* _PROBLEM STATEMENT_:
Word for word, return every record.

Dataset excerpts
-*-*-
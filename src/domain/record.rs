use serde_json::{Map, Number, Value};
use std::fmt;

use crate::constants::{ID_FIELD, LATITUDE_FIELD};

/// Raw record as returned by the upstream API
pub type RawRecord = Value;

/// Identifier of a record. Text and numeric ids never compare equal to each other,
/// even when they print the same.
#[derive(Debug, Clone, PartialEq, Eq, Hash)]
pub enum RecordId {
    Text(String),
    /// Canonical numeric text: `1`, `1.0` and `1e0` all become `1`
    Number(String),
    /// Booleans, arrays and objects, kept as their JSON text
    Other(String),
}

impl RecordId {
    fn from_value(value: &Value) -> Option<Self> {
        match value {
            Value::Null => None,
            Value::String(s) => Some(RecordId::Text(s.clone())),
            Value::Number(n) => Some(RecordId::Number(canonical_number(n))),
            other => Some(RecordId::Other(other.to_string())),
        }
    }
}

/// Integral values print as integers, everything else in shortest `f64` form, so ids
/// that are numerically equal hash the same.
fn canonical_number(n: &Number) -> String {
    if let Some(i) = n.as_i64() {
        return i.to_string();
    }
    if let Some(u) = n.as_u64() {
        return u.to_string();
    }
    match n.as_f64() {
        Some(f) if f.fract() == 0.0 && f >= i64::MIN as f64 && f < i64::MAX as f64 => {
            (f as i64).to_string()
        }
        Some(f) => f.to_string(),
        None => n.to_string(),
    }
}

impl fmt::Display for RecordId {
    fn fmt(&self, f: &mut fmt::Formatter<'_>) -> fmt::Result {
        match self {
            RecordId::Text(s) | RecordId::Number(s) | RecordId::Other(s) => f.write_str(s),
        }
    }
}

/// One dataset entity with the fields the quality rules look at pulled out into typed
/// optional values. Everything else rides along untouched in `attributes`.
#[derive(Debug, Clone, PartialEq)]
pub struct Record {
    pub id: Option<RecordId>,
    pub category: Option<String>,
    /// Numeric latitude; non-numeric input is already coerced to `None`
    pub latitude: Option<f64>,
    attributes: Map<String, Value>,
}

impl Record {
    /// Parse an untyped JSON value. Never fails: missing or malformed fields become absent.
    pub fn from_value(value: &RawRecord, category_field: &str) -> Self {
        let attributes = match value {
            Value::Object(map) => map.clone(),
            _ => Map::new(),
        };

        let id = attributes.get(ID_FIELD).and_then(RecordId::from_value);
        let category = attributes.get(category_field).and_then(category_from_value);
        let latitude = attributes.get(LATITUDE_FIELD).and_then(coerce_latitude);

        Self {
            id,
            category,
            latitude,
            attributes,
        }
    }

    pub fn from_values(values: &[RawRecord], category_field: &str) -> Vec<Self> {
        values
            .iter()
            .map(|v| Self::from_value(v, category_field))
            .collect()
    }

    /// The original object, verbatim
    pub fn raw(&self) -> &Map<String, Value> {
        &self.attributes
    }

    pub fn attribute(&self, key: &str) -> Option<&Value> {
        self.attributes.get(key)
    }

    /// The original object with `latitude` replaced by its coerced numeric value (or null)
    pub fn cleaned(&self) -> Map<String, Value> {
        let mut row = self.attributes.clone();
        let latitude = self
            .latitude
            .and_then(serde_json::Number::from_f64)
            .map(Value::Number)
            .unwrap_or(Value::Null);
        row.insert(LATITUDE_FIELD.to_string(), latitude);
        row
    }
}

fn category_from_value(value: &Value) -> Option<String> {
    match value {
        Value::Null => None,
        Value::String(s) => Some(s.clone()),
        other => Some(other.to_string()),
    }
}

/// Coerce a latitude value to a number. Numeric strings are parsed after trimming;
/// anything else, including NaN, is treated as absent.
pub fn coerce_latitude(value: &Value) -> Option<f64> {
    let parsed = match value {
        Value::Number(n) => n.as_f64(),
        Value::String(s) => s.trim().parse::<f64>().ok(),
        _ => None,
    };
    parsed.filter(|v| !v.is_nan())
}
-*-*-
* _SOLUTION TO THIS PROBLEM_:
filename src/domain/record.rs
use serde_json::{Map, Number, Value};
use std::fmt;

use crate::constants::{ID_FIELD, LATITUDE_FIELD};

/// Raw record as returned by the upstream API
pub type RawRecord = Value;

/// Identifier of a record. Text and numeric ids never compare equal to each other,
/// even when they print the same.
#[derive(Debug, Clone, PartialEq, Eq, Hash)]
pub enum RecordId {
    Text(String),
    /// Canonical numeric text: `1`, `1.0` and `1e0` all become `1`
    Number(String),
    /// Booleans, arrays and objects, kept as their JSON text
    Other(String),
}

impl RecordId {
    fn from_value(value: &Value) -> Option<Self> {
        match value {
            Value::Null => None,
            Value::String(s) => Some(RecordId::Text(s.clone())),
            Value::Number(n) => Some(RecordId::Number(canonical_number(n))),
            other => Some(RecordId::Other(other.to_string())),
        }
    }
}

/// Integral values print as integers, everything else in shortest `f64` form, so ids
/// that are numerically equal hash the same.
fn canonical_number(n: &Number) -> String {
    if let Some(i) = n.as_i64() {
        return i.to_string();
    }
    if let Some(u) = n.as_u64() {
        return u.to_string();
    }
    match n.as_f64() {
        Some(f) if f.fract() == 0.0 && f >= i64::MIN as f64 && f < i64::MAX as f64 => {
            (f as i64).to_string()
        }
        Some(f) => f.to_string(),
        None => n.to_string(),
    }
}

impl fmt::Display for RecordId {
    fn fmt(&self, f: &mut fmt::Formatter<'_>) -> fmt::Result {
        match self {
            RecordId::Text(s) | RecordId::Number(s) | RecordId::Other(s) => f.write_str(s),
        }
    }
}

/// One dataset entity with the fields the quality rules look at pulled out into typed
/// optional values. Everything else rides along untouched in `attributes`.
#[derive(Debug, Clone, PartialEq)]
pub struct Record {
    pub id: Option<RecordId>,
    pub category: Option<String>,
    /// Numeric latitude; non-numeric input is already coerced to `None`
    pub latitude: Option<f64>,
    attributes: Map<String, Value>,
}

impl Record {
    /// Parse an untyped JSON value. Never fails: missing or malformed fields become absent.
    pub fn from_value(value: &RawRecord, category_field: &str) -> Self {
        let attributes = match value {
            Value::Object(map) => map.clone(),
            _ => Map::new(),
        };

        let id = attributes.get(ID_FIELD).and_then(RecordId::from_value);
        let category = attributes.get(category_field).and_then(category_from_value);
        let latitude = attributes.get(LATITUDE_FIELD).and_then(coerce_latitude);

        Self {
            id,
            category,
            latitude,
            attributes,
        }
    }

    pub fn from_values(values: &[RawRecord], category_field: &str) -> Vec<Self> {
        values
            .iter()
            .map(|v| Self::from_value(v, category_field))
            .collect()
    }

    /// The original object, verbatim
    pub fn raw(&self) -> &Map<String, Value> {
        &self.attributes
    }

    pub fn attribute(&self, key: &str) -> Option<&Value> {
        self.attributes.get(key)
    }

    /// The original object with `latitude` replaced by its coerced numeric value (or null)
    pub fn cleaned(&self) -> Map<String, Value> {
        let mut row = self.attributes.clone();
        let latitude = self
            .latitude
            .and_then(serde_json::Number::from_f64)
            .map(Value::Number)
            .unwrap_or(Value::Null);
        row.insert(LATITUDE_FIELD.to_string(), latitude);
        row
    }
}

fn category_from_value(value: &Value) -> Option<String> {
    match value {
        Value::Null => None,
        Value::String(s) => Some(s.clone()),
        other => Some(other.to_string()),
    }
}

/// Coerce a latitude value to a number. Numeric strings are parsed after trimming;
/// anything else, including NaN, is treated as absent.
pub fn coerce_latitude(value: &Value) -> Option<f64> {
    let parsed = match value {
        Value::Number(n) => n.as_f64(),
        Value::String(s) => s.trim().parse::<f64>().ok(),
        _ => None,
    };
    parsed.filter(|v| !v.is_nan())
}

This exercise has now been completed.